Les francs-maçons furent également persécutés par les gouvernements successifs de la République. On a mémoire qu'en 1814, ils se rassemblaient dans une grande bâtisse, depuis abattue, sur la Fondamenta delle Erbe, à S. Marina et, que le 30 août de cette année on brûla , tous leurs emblèmes, mémoires, meubles, effets qui se trouvaient dans cette bâtisse

La loge du Rio Marin fut découverte le 6 mai 1785 ; mais la première loge fut fondée en 1774 par le célèbre Pietro Grattarol, secrétaire du Sénat, dans un palais de la Corte Da Mosto à S. Leonardo. Les Inquisiteurs d'Etat furent informés de son existence par leur confident G. B. Manuzzi.

CXXIX

LE BURCHIELLO DE PADOUE

Le voyage entre Padoue et Venise était long et ennuyeux. Sous la République, on pensa donc le rendre à la fois plus rapide et divertissant. A la place des barques, un navire élégant dirigé par de bons rameurs et tiré par un ou plusieurs chevaux qui progressaient le long de la rive, mettait en communication les deux cités, sillonnant les calmes eaux de la Brenta.

Il présentait une grande salle carrée avec de nombreux miroirs et de nombreuses fenêtres et à chaque extrémité un petit cabinet. Là, on jouait, on conversait, on racontait des histoires, comme en témoigne l'Arcadia in Brenta, œuvre de Giovanni Sacredo, sous le pseudonyme de Ginnesio Gavardo Vacaliero où justement on imagine un groupe de dames et de cavaliers, voyageant sur le Burchiello et passant le temps en se racontant des histoires et des plaisanteries. Dans cette ambiance, c'était souvent l'occasion de faire quelque galante rencontre et de trouver fortune en amour.

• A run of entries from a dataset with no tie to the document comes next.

use log::warn;
use wasm_bindgen::closure::Closure;
use wasm_bindgen::{JsCast, JsValue};
use web_sys::js_sys::Array;
use web_sys::{Element, IntersectionObserver, IntersectionObserverEntry, IntersectionObserverInit};
use yew::prelude::*;
use yew_router::prelude::*;

use crate::config;

/// Elements that fade in the first time they scroll into view.
pub const REVEALED_CLASSES: &[&str] = &["card", "link-card", "program-card", "team-member", "benefit-item"];

const HIDDEN: &str = "reveal";
const SHOWN: &str = "revealed";

pub fn reveal_selector(classes: &[&str]) -> String {
    classes
        .iter()
        .map(|class| format!(".{}", class))
        .collect::<Vec<_>>()
        .join(", ")
}

type ObserverCallback = Closure<dyn FnMut(Array, IntersectionObserver)>;

fn observe_cards() -> Option<(IntersectionObserver, ObserverCallback)> {
    let document = web_sys::window().and_then(|w| w.document())?;

    let callback = Closure::wrap(Box::new(|entries: Array, observer: IntersectionObserver| {
        for entry in entries.iter() {
            let entry: IntersectionObserverEntry = entry.unchecked_into();
            if !entry.is_intersecting() {
                continue;
            }
            let target = entry.target();
            if let Err(e) = target.class_list().add_1(SHOWN) {
                warn!("could not reveal card: {:?}", e);
            }
            observer.unobserve(&target);
        }
    }) as Box<dyn FnMut(Array, IntersectionObserver)>);

    let options = IntersectionObserverInit::new();
    options.set_threshold(&JsValue::from_f64(config::REVEAL_THRESHOLD));
    options.set_root_margin(config::REVEAL_ROOT_MARGIN);
    let observer = match IntersectionObserver::new_with_options(callback.as_ref().unchecked_ref(), &options) {
        Ok(observer) => observer,
        Err(e) => {
            warn!("scroll reveal unavailable: {:?}", e);
            return None;
        }
    };

    let cards = match document.query_selector_all(&reveal_selector(REVEALED_CLASSES)) {
        Ok(cards) => cards,
        Err(e) => {
            warn!("scroll reveal selector rejected: {:?}", e);
            return None;
        }
    };
    for i in 0..cards.length() {
        let Some(card) = cards.item(i).and_then(|node| node.dyn_into::<Element>().ok()) else {
            continue;
        };
        // Cards already shown on an earlier pass keep their state.
        if card.class_list().contains(SHOWN) {
            continue;
        }
        if card.class_list().add_1(HIDDEN).is_ok() {
            observer.observe(&card);
        }
    }

    Some((observer, callback))
}

/// Fades page cards in as they scroll into view. Re-scans on every route
/// change, since each page brings its own cards.
#[function_component(RevealOnScroll)]
pub fn reveal_on_scroll() -> Html {
    let path = use_location().map(|l| l.path().to_string()).unwrap_or_default();

    use_effect_with_deps(
        move |_: &String| {
            let watch = observe_cards();
            move || {
                if let Some((observer, _callback)) = watch {
                    observer.disconnect();
                }
            }
        },
        path,
    );

    html! {}
}

#[cfg(test)]
mod tests {
    use super::*;

    #[test]
    fn test_selector_lists_every_class() {
        assert_eq!(reveal_selector(&["card", "team-member"]), ".card, .team-member");
        assert_eq!(reveal_selector(&[]), "");
    }

    #[test]
    fn test_revealed_classes_cover_page_cards() {
        let selector = reveal_selector(REVEALED_CLASSES);
        assert!(selector.starts_with(".card, "));
        assert!(selector.contains(".program-card"));
    }
}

Carlo Goldoni a chanté le Burchiello dans un de ses poèmes ; Longo, dans ses Mémoires, en a rappelé le souvenir.

CXXX

L'AVANT DERNIERE DOGERESSE

C'est vraiment par hasard que nous savons qui elle fut. Ce fut Margherita Dalmaz, d'origine grecque, d'abord danseuse sur corde, et au dire de certains, aux manières fort peu modestes. C'est par sa beauté, qu'elle conserva jusqu'à ses dernières années qu'elle toucha le cœur de Paolo Renier, qui fit sa connaissance à Constantinople, quand il était ambassadeur. Il l'épousa secrètement. Devenu doge en 1179, il tenta en vain de faire inscrire son mariage sur le Livre d'Or. Margherita était une dame intéressée ; tellement, qu'avec l'accord de son mari, elle vendait les charges d'électeur ducal et tirait profit de la location d'espaces situés entre le pont de la Paille et la porte della Carta, et aussi chaque année 1000 sequins de la location du prieuré de la Ca d'Oro. Goethe parle de cette dame, racontant qu'en 1786, dans le palais Ducal il a assisté à une querelle initiée par la dogeresse elle-même et nous la décrivant comme une personne d'un certain âge, de noble figure au visage bien fait où se lisait l'austérité et même un je ne sais quoi de tristesse. Il ajoute ensuite que les vénitiens devaient être fiers que leur princesse vienne à paraître dans son propre palais en présence des juges et du public.

Margherita Dalmaz mourut octogénaire laissant un important patrimoine, le 11 mai 1817 au palais Mocenigo, ou comme d'autres le disent dans la maison voisine du palais Medin sur le campo S. Angelo.